Construction of a multiplex LGBA-01 strain S. cerevisiae able to express cellulotic enzymes

Abstract

The increased demand for sustainable energy is driving the development of biotechnological strategies for biofuel production. In this context, the efficient use of lignocellulosic biomass as a raw material is fundamental for the production of second-generation ethanol and other chemical derivatives, with the yeast Saccharomyces cerevisiae being the most widely used microorganism in this process. Cellulosic biomass is an ideal raw material for this purpose, but the high cost of pre-treatment and enzyme cocktails to release fermentable sugars is a major obstacle to the process.
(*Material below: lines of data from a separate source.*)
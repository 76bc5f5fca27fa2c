//! Spec validation command.

use std::fs;
use std::path::{Path, PathBuf};

use anyhow::Result;
use packrat_spec::{load_spec, validate_example};

use crate::commands::copy::load_config;

/// Run the check command: validate every component's spec and examples
/// without writing any output. Fails on the first error the copy pipeline
/// would treat as fatal.
pub async fn run(config_path: &Path) -> Result<()> {
    let file_config = load_config(config_path)?;
    let components_dir = PathBuf::from(&file_config.paths.components);

    if !components_dir.exists() {
        anyhow::bail!(
            "Components directory not found: {}",
            components_dir.display()
        );
    }

    let mut checked = 0;
    let mut skipped = 0;

    for entry in fs::read_dir(&components_dir)? {
        let entry = entry?;
        if !entry.file_type()?.is_dir() {
            continue;
        }
        let Some(component) = entry.file_name().to_str().map(String::from) else {
            continue;
        };

        let Some(spec) = load_spec(&components_dir, &component)? else {
            skipped += 1;
            continue;
        };

        let params = spec.typed_params()?;
        for example in spec.examples.as_deref().unwrap_or_default() {
            validate_example(&component, &example.name, &example.data, &params)?;
        }

        checked += 1;
    }

    tracing::info!("Checked {} components ({} without a spec)", checked, skipped);

    Ok(())
}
The Consolidated Bioprocessing (CBP) concept is a promising approach for the economic conversion of plant biomass into fuels and chemicals and is described as an alternative for reducing cellulase consumption. This concept is based on the use of microorganisms that can hydrolyze the cellulosic and hemicellulosic fractions of pretreated biomass and simultaneously convert the released monomeric sugars into useful products. S. cerevisiae are the microorganisms of choice in CBP, as they can produce high yields of biofuels or their molecular precursors.However, this yeast is not capable of producing enzymes that degrade biomass efficiently. In this scenario, yeast engineering and synthetic biology stand out for allowing the expression of cellulolytic and hemicellulolytic enzymes in fermentative yeasts. In this context, this project is part of the objectives proposed in the ongoing Fapesp Regular Project (2021/08120-1), which aims to express cellulolytic enzymes in the industrial strain of S. cerevisiae LBGA-01. The results are expected to enable the implementation of second-generation technologies for the sustainable production of bioethanol and chemical derivatives from biomass at a much lower cost than current technology.